• REQUIRED WORK
Using the listing below, set down exactly the lines starting at the line that contains "let config: Self" and ending at the line that contains "pairs as is.", both included, and no others.

[Start of Attachment]

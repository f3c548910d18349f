// =============================================================================
// Runtime Configuration — pairs, polling cadence and indicator parameters
// =============================================================================
//
// Every tunable lives here so the polling driver can hand an explicit
// configuration to the stateless per-cycle evaluation. All fields carry
// `#[serde(default)]` so that a partial (or empty) JSON file still loads.
//
// =============================================================================

use std::path::{Path, PathBuf};

use anyhow::{ensure, Context, Result};
use serde::{Deserialize, Serialize};
use tracing::info;

use crate::types::Pair;

// =============================================================================
// Default-value helpers (required by serde `default = "..."` attribute)
// =============================================================================

fn default_pairs() -> Vec<Pair> {
    vec![Pair::new("BTC_ANT")]
}

fn default_poll_interval_secs() -> u64 {
    60
}

fn default_lookback_hours() -> i64 {
    6
}

fn default_freshness_minutes() -> i64 {
    10
}

fn default_base_url() -> String {
    "https://bittrex.com".to_string()
}

fn default_request_timeout_secs() -> u64 {
    10
}

fn default_max_retries() -> u32 {
    2
}

fn default_retry_backoff_ms() -> u64 {
    500
}

fn default_stochrsi_buy_below() -> f64 {
    20.0
}

fn default_ema_fast() -> usize {
    30
}

fn default_ema_slow() -> usize {
    90
}

fn default_sar_step() -> f64 {
    0.02
}

fn default_sar_max() -> f64 {
    0.2
}

fn default_rsi_period() -> usize {
    14
}

fn default_stoch_fastk() -> usize {
    5
}

fn default_stoch_fastd() -> usize {
    3
}

fn default_macd_fast() -> usize {
    12
}

fn default_macd_slow() -> usize {
    26
}

fn default_macd_signal() -> usize {
    9
}

// =============================================================================
// IndicatorParams
// =============================================================================

/// Window sizes and factors for every indicator column.
#[derive(Debug, Clone, PartialEq, Serialize, Deserialize)]
pub struct IndicatorParams {
    /// Short EMA window (column `ema30`).
    #[serde(default = "default_ema_fast")]
    pub ema_fast: usize,

    /// Long EMA window (column `ema90`).
    #[serde(default = "default_ema_slow")]
    pub ema_slow: usize,

    /// Parabolic SAR acceleration step.
    #[serde(default = "default_sar_step")]
    pub sar_step: f64,

    /// Parabolic SAR maximum acceleration.
    #[serde(default = "default_sar_max")]
    pub sar_max: f64,

    #[serde(default = "default_rsi_period")]
    pub rsi_period: usize,

    /// StochRSI %K look-back over RSI values.
    #[serde(default = "default_stoch_fastk")]
    pub stoch_fastk: usize,

    /// StochRSI %D smoothing.
    #[serde(default = "default_stoch_fastd")]
    pub stoch_fastd: usize,

    #[serde(default = "default_macd_fast")]
    pub macd_fast: usize,

    #[serde(default = "default_macd_slow")]
    pub macd_slow: usize,

    #[serde(default = "default_macd_signal")]
    pub macd_signal: usize,
}

impl Default for IndicatorParams {
    fn default() -> Self {
        Self {
            ema_fast: default_ema_fast(),
            ema_slow: default_ema_slow(),
            sar_step: default_sar_step(),
            sar_max: default_sar_max(),
            rsi_period: default_rsi_period(),
            stoch_fastk: default_stoch_fastk(),
            stoch_fastd: default_stoch_fastd(),
            macd_fast: default_macd_fast(),
            macd_slow: default_macd_slow(),
            macd_signal: default_macd_signal(),
        }
    }
}

impl IndicatorParams {
    pub fn validate(&self) -> Result<()> {
        ensure!(
            self.ema_fast > 0 && self.ema_fast < self.ema_slow,
            "EMA needs 0 < fast < slow"
        );
        ensure!(
            self.sar_step > 0.0 && self.sar_max >= self.sar_step,
            "SAR step must be positive and not above the maximum acceleration"
        );
        ensure!(
            self.rsi_period > 0 && self.stoch_fastk > 0 && self.stoch_fastd > 0,
            "StochRSI periods must be positive"
        );
        ensure!(
            self.macd_fast > 0 && self.macd_signal > 0 && self.macd_fast < self.macd_slow,
            "MACD needs 0 < fast < slow and a positive signal period"
        );
        Ok(())
    }
}

// =============================================================================
// RuntimeConfig
// =============================================================================

/// Top-level configuration for the signal engine.
///
/// Every field has a serde default so that older JSON files missing new fields
/// will still deserialise correctly.
#[derive(Debug, Clone, Serialize, Deserialize)]
pub struct RuntimeConfig {
    // --- Polling ------------------------------------------------------------

    /// Pairs evaluated on every cycle, in order.
    #[serde(default = "default_pairs")]
    pub pairs: Vec<Pair>,

    #[serde(default = "default_poll_interval_secs")]
    pub poll_interval_secs: u64,

    /// How far back the minimum date cutoff reaches.
    #[serde(default = "default_lookback_hours")]
    pub lookback_hours: i64,

    /// Signals derived from a candle older than this are forced to no-buy.
    #[serde(default = "default_freshness_minutes")]
    pub freshness_minutes: i64,

    // --- Data source --------------------------------------------------------

    #[serde(default = "default_base_url")]
    pub base_url: String,

    #[serde(default = "default_request_timeout_secs")]
    pub request_timeout_secs: u64,

    /// Extra attempts after a transient fetch failure.
    #[serde(default = "default_max_retries")]
    pub max_retries: u32,

    #[serde(default = "default_retry_backoff_ms")]
    pub retry_backoff_ms: u64,

    // --- Signal -------------------------------------------------------------

    /// StochRSI must be strictly below this for a buy.
    #[serde(default = "default_stochrsi_buy_below")]
    pub stochrsi_buy_below: f64,

    #[serde(default)]
    pub indicators: IndicatorParams,

    // --- Optional sinks -----------------------------------------------------

    /// Address for the read-only status API; disabled when absent.
    #[serde(default)]
    pub api_bind_addr: Option<String>,

    /// Directory for chart exports; disabled when absent.
    #[serde(default)]
    pub plot_dir: Option<PathBuf>,
}

impl Default for RuntimeConfig {
    fn default() -> Self {
        Self {
            pairs: default_pairs(),
            poll_interval_secs: default_poll_interval_secs(),
            lookback_hours: default_lookback_hours(),
            freshness_minutes: default_freshness_minutes(),
            base_url: default_base_url(),
            request_timeout_secs: default_request_timeout_secs(),
            max_retries: default_max_retries(),
            retry_backoff_ms: default_retry_backoff_ms(),
            stochrsi_buy_below: default_stochrsi_buy_below(),
            indicators: IndicatorParams::default(),
            api_bind_addr: None,
            plot_dir: None,
        }
    }
}

impl RuntimeConfig {
    /// Load configuration from a JSON file at `path`.
    ///
    /// If the file does not exist, returns an error so the caller can fall
    /// back to defaults with a warning.
    pub fn load(path: impl AsRef<Path>) -> Result<Self> {
        let path = path.as_ref();

        let content = std::fs::read_to_string(path)
            .with_context(|| format!("failed to read config from {}", path.display()))?;

        let config: Self = serde_json::from_str(&content)
            .with_context(|| format!("failed to parse config from {}", path.display()))?;

        info!(
            path = %path.display(),
            pairs = ?config.pairs,
            poll_interval_secs = config.poll_interval_secs,
            "runtime config loaded"
        );

        Ok(config)
    }

    /// Apply a comma-separated pair list (e.g. from `CANDLE_SIGNAL_PAIRS`).
    /// Blank entries are ignored; an all-blank list leaves the pairs as is.
    pub fn override_pairs(&mut self, raw: &str) {
        let pairs: Vec<Pair> = raw
            .split(',')
            .map(Pair::new)
            .filter(|p| !p.is_empty())
            .collect();
        if !pairs.is_empty() {
            self.pairs = pairs;
        }
    }

    /// Reject configurations the pipeline cannot run with.
    pub fn validate(&self) -> Result<()> {
        ensure!(!self.pairs.is_empty(), "at least one pair must be configured");
        ensure!(self.poll_interval_secs > 0, "poll interval must be positive");
        ensure!(self.lookback_hours > 0, "lookback must be positive");
        ensure!(self.freshness_minutes > 0, "freshness threshold must be positive");
        ensure!(self.request_timeout_secs > 0, "request timeout must be positive");
        self.indicators.validate()
    }

    pub fn lookback(&self) -> chrono::Duration {
        chrono::Duration::hours(self.lookback_hours)
    }

    pub fn freshness(&self) -> chrono::Duration {
        chrono::Duration::minutes(self.freshness_minutes)
    }
}

// =============================================================================
// Tests
// =============================================================================
#[cfg(test)]
mod tests {
    use super::*;

    #[test]
    fn default_config_has_expected_values() {
        let cfg = RuntimeConfig::default();
        assert_eq!(cfg.pairs, vec![Pair::new("BTC_ANT")]);
        assert_eq!(cfg.poll_interval_secs, 60);
        assert_eq!(cfg.lookback_hours, 6);
        assert_eq!(cfg.freshness_minutes, 10);
        assert_eq!(cfg.request_timeout_secs, 10);
        assert!(cfg.api_bind_addr.is_none());
        assert!((cfg.stochrsi_buy_below - 20.0).abs() < f64::EPSILON);
        assert_eq!(cfg.indicators.macd_fast, 12);
        assert_eq!(cfg.indicators.macd_slow, 26);
        assert_eq!(cfg.indicators.macd_signal, 9);
        assert_eq!(cfg.indicators.rsi_period, 14);
        assert!((cfg.indicators.sar_step - 0.02).abs() < f64::EPSILON);
        assert!((cfg.indicators.sar_max - 0.2).abs() < f64::EPSILON);
        assert!(cfg.validate().is_ok());
    }

    #[test]
    fn deserialise_empty_json_uses_defaults() {
        let cfg: RuntimeConfig = serde_json::from_str("{}").unwrap();
        assert_eq!(cfg.pairs.len(), 1);
        assert_eq!(cfg.indicators, IndicatorParams::default());
        assert_eq!(cfg.max_retries, 2);
    }

    #[test]
    fn deserialise_partial_json_fills_defaults() {
        let json = r#"{ "pairs": ["btc-eth", "BTC_GNT"], "indicators": { "ema_fast": 20 } }"#;
        let cfg: RuntimeConfig = serde_json::from_str(json).unwrap();
        assert_eq!(cfg.pairs, vec![Pair::new("BTC_ETH"), Pair::new("BTC_GNT")]);
        assert_eq!(cfg.indicators.ema_fast, 20);
        assert_eq!(cfg.indicators.ema_slow, 90);
        assert_eq!(cfg.poll_interval_secs, 60);
    }

    #[test]
    fn load_reads_file_and_missing_file_errors() {
        let dir = std::env::temp_dir().join(format!("candle-signal-cfg-{}", uuid::Uuid::new_v4()));
        std::fs::create_dir_all(&dir).unwrap();
        let path = dir.join("signal_config.json");
        std::fs::write(&path, r#"{ "poll_interval_secs": 25 }"#).unwrap();

        let cfg = RuntimeConfig::load(&path).unwrap();
        assert_eq!(cfg.poll_interval_secs, 25);
        assert!(RuntimeConfig::load(dir.join("missing.json")).is_err());

        std::fs::remove_dir_all(&dir).unwrap();
    }

    #[test]
    fn override_pairs_from_env_style_list() {
        let mut cfg = RuntimeConfig::default();
        cfg.override_pairs("btc_eth, BTC-ETC ,,");
        assert_eq!(cfg.pairs, vec![Pair::new("BTC_ETH"), Pair::new("BTC_ETC")]);

        cfg.override_pairs(" , ");
        assert_eq!(cfg.pairs.len(), 2);
    }

    #[test]
    fn validate_rejects_bad_values() {
        let mut cfg = RuntimeConfig::default();
        cfg.pairs.clear();
        assert!(cfg.validate().is_err());

        let mut cfg = RuntimeConfig::default();
        cfg.indicators.macd_fast = 26;
        assert!(cfg.validate().is_err());

        let mut cfg = RuntimeConfig::default();
        cfg.indicators.ema_fast = 90;
        cfg.indicators.ema_slow = 30;
        assert!(cfg.validate().is_err());

        let mut cfg = RuntimeConfig::default();
        cfg.indicators.ema_fast = 90;
        assert!(cfg.validate().is_err());

        let mut cfg = RuntimeConfig::default();
        cfg.indicators.sar_step = 0.0;
        assert!(cfg.validate().is_err());

        let mut cfg = RuntimeConfig::default();
        cfg.freshness_minutes = 0;
        assert!(cfg.validate().is_err());
    }
}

[End of Attachment]

• EXERCISE RESULT
        let config: Self = serde_json::from_str(&content)
            .with_context(|| format!("failed to parse config from {}", path.display()))?;

        info!(
            path = %path.display(),
            pairs = ?config.pairs,
            poll_interval_secs = config.poll_interval_secs,
            "runtime config loaded"
        );

        Ok(config)
    }

    /// Apply a comma-separated pair list (e.g. from `CANDLE_SIGNAL_PAIRS`).
    /// Blank entries are ignored; an all-blank list leaves the pairs as is.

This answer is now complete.